# Aim of the exercise:
Exactness is required. Restate every entry as written.

# Material supplied:
use game_types::{LastResult, Outcome, Statistics};

pub struct StatsAggregator;

impl StatsAggregator {
    /// Fold one terminal outcome into the counters.
    ///
    /// Pure transform; callers must apply it exactly once per finished
    /// session and serialize concurrent applications to the same
    /// record.
    pub fn record_outcome(stats: &Statistics, outcome: Outcome) -> Statistics {
        let games_played = stats.games_played + 1;
        let (wins, current_streak, last_result) = match outcome {
            Outcome::Win => {
                let streak = if stats.last_result == LastResult::Win {
                    stats.current_streak + 1
                } else {
                    1
                };
                (stats.wins + 1, streak, LastResult::Win)
            }
            Outcome::Lose => (stats.wins, 0, LastResult::Lose),
        };

        Statistics {
            games_played,
            wins,
            current_streak,
            last_result,
            win_percent: Self::win_percent(wins, games_played),
        }
    }

    /// Clear every counter. Independent of any session state.
    pub fn reset() -> Statistics {
        Statistics::default()
    }

    /// Integer win percentage, rounded to nearest.
    pub fn win_percent(wins: u32, games_played: u32) -> u32 {
        if games_played == 0 {
            0
        } else {
            (wins * 200 + games_played) / (games_played * 2)
        }
    }
}

#[cfg(test)]
mod tests {
    use super::*;

    #[test]
    fn test_first_win_from_zero() {
        let stats = StatsAggregator::record_outcome(&Statistics::default(), Outcome::Win);
        assert_eq!(
            stats,
            Statistics {
                games_played: 1,
                wins: 1,
                current_streak: 1,
                last_result: LastResult::Win,
                win_percent: 100,
            }
        );
    }

    #[test]
    fn test_win_win_lose_sequence() {
        let stats = StatsAggregator::record_outcome(&Statistics::default(), Outcome::Win);
        let stats = StatsAggregator::record_outcome(&stats, Outcome::Win);
        assert_eq!(stats.games_played, 2);
        assert_eq!(stats.wins, 2);
        assert_eq!(stats.current_streak, 2);
        assert_eq!(stats.win_percent, 100);

        let stats = StatsAggregator::record_outcome(&stats, Outcome::Lose);
        assert_eq!(stats.games_played, 3);
        assert_eq!(stats.wins, 2);
        assert_eq!(stats.current_streak, 0);
        assert_eq!(stats.last_result, LastResult::Lose);
        assert_eq!(stats.win_percent, 67);
    }

    #[test]
    fn test_streak_restarts_at_one_after_loss() {
        let stats = StatsAggregator::record_outcome(&Statistics::default(), Outcome::Lose);
        let stats = StatsAggregator::record_outcome(&stats, Outcome::Win);
        assert_eq!(stats.current_streak, 1);
        assert_eq!(stats.last_result, LastResult::Win);
    }

    #[test]
    fn test_loss_keeps_wins() {
        let stats = StatsAggregator::record_outcome(&Statistics::default(), Outcome::Win);
        let stats = StatsAggregator::record_outcome(&stats, Outcome::Lose);
        assert_eq!(stats.wins, 1);
        assert_eq!(stats.win_percent, 50);
    }

    #[test]
    fn test_win_percent_rounding() {
        assert_eq!(StatsAggregator::win_percent(0, 0), 0);
        assert_eq!(StatsAggregator::win_percent(1, 3), 33);
        assert_eq!(StatsAggregator::win_percent(2, 3), 67);
        assert_eq!(StatsAggregator::win_percent(1, 8), 13); // 12.5 rounds up
        assert_eq!(StatsAggregator::win_percent(1, 2), 50);
    }

    #[test]
    fn test_reset_clears_everything() {
        let stats = StatsAggregator::record_outcome(&Statistics::default(), Outcome::Win);
        assert_ne!(stats, Statistics::default());
        assert_eq!(StatsAggregator::reset(), Statistics::default());
    }
}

# Your response:
use game_types::{LastResult, Outcome, Statistics};

pub struct StatsAggregator;

impl StatsAggregator {
    /// Fold one terminal outcome into the counters.
    ///
    /// Pure transform; callers must apply it exactly once per finished
    /// session and serialize concurrent applications to the same
    /// record.
    pub fn record_outcome(stats: &Statistics, outcome: Outcome) -> Statistics {
        let games_played = stats.games_played + 1;
        let (wins, current_streak, last_result) = match outcome {
            Outcome::Win => {
                let streak = if stats.last_result == LastResult::Win {
                    stats.current_streak + 1
                } else {
                    1
                };
                (stats.wins + 1, streak, LastResult::Win)
            }
            Outcome::Lose => (stats.wins, 0, LastResult::Lose),
        };

        Statistics {
            games_played,
            wins,
            current_streak,
            last_result,
            win_percent: Self::win_percent(wins, games_played),
        }
    }

    /// Clear every counter. Independent of any session state.
    pub fn reset() -> Statistics {
        Statistics::default()
    }

    /// Integer win percentage, rounded to nearest.
    pub fn win_percent(wins: u32, games_played: u32) -> u32 {
        if games_played == 0 {
            0
        } else {
            (wins * 200 + games_played) / (games_played * 2)
        }
    }
}

#[cfg(test)]
mod tests {
    use super::*;

    #[test]
    fn test_first_win_from_zero() {
        let stats = StatsAggregator::record_outcome(&Statistics::default(), Outcome::Win);
        assert_eq!(
            stats,
            Statistics {
                games_played: 1,
                wins: 1,
                current_streak: 1,
                last_result: LastResult::Win,
                win_percent: 100,
            }
        );
    }

    #[test]
    fn test_win_win_lose_sequence() {
        let stats = StatsAggregator::record_outcome(&Statistics::default(), Outcome::Win);
        let stats = StatsAggregator::record_outcome(&stats, Outcome::Win);
        assert_eq!(stats.games_played, 2);
        assert_eq!(stats.wins, 2);
        assert_eq!(stats.current_streak, 2);
        assert_eq!(stats.win_percent, 100);

        let stats = StatsAggregator::record_outcome(&stats, Outcome::Lose);
        assert_eq!(stats.games_played, 3);
        assert_eq!(stats.wins, 2);
        assert_eq!(stats.current_streak, 0);
        assert_eq!(stats.last_result, LastResult::Lose);
        assert_eq!(stats.win_percent, 67);
    }

    #[test]
    fn test_streak_restarts_at_one_after_loss() {
        let stats = StatsAggregator::record_outcome(&Statistics::default(), Outcome::Lose);
        let stats = StatsAggregator::record_outcome(&stats, Outcome::Win);
        assert_eq!(stats.current_streak, 1);
        assert_eq!(stats.last_result, LastResult::Win);
    }

    #[test]
    fn test_loss_keeps_wins() {
        let stats = StatsAggregator::record_outcome(&Statistics::default(), Outcome::Win);
        let stats = StatsAggregator::record_outcome(&stats, Outcome::Lose);
        assert_eq!(stats.wins, 1);
        assert_eq!(stats.win_percent, 50);
    }

    #[test]
    fn test_win_percent_rounding() {
        assert_eq!(StatsAggregator::win_percent(0, 0), 0);
        assert_eq!(StatsAggregator::win_percent(1, 3), 33);
        assert_eq!(StatsAggregator::win_percent(2, 3), 67);
        assert_eq!(StatsAggregator::win_percent(1, 8), 13); // 12.5 rounds up
        assert_eq!(StatsAggregator::win_percent(1, 2), 50);
    }

    #[test]
    fn test_reset_clears_everything() {
        let stats = StatsAggregator::record_outcome(&Statistics::default(), Outcome::Win);
        assert_ne!(stats, Statistics::default());
        assert_eq!(StatsAggregator::reset(), Statistics::default());
    }
}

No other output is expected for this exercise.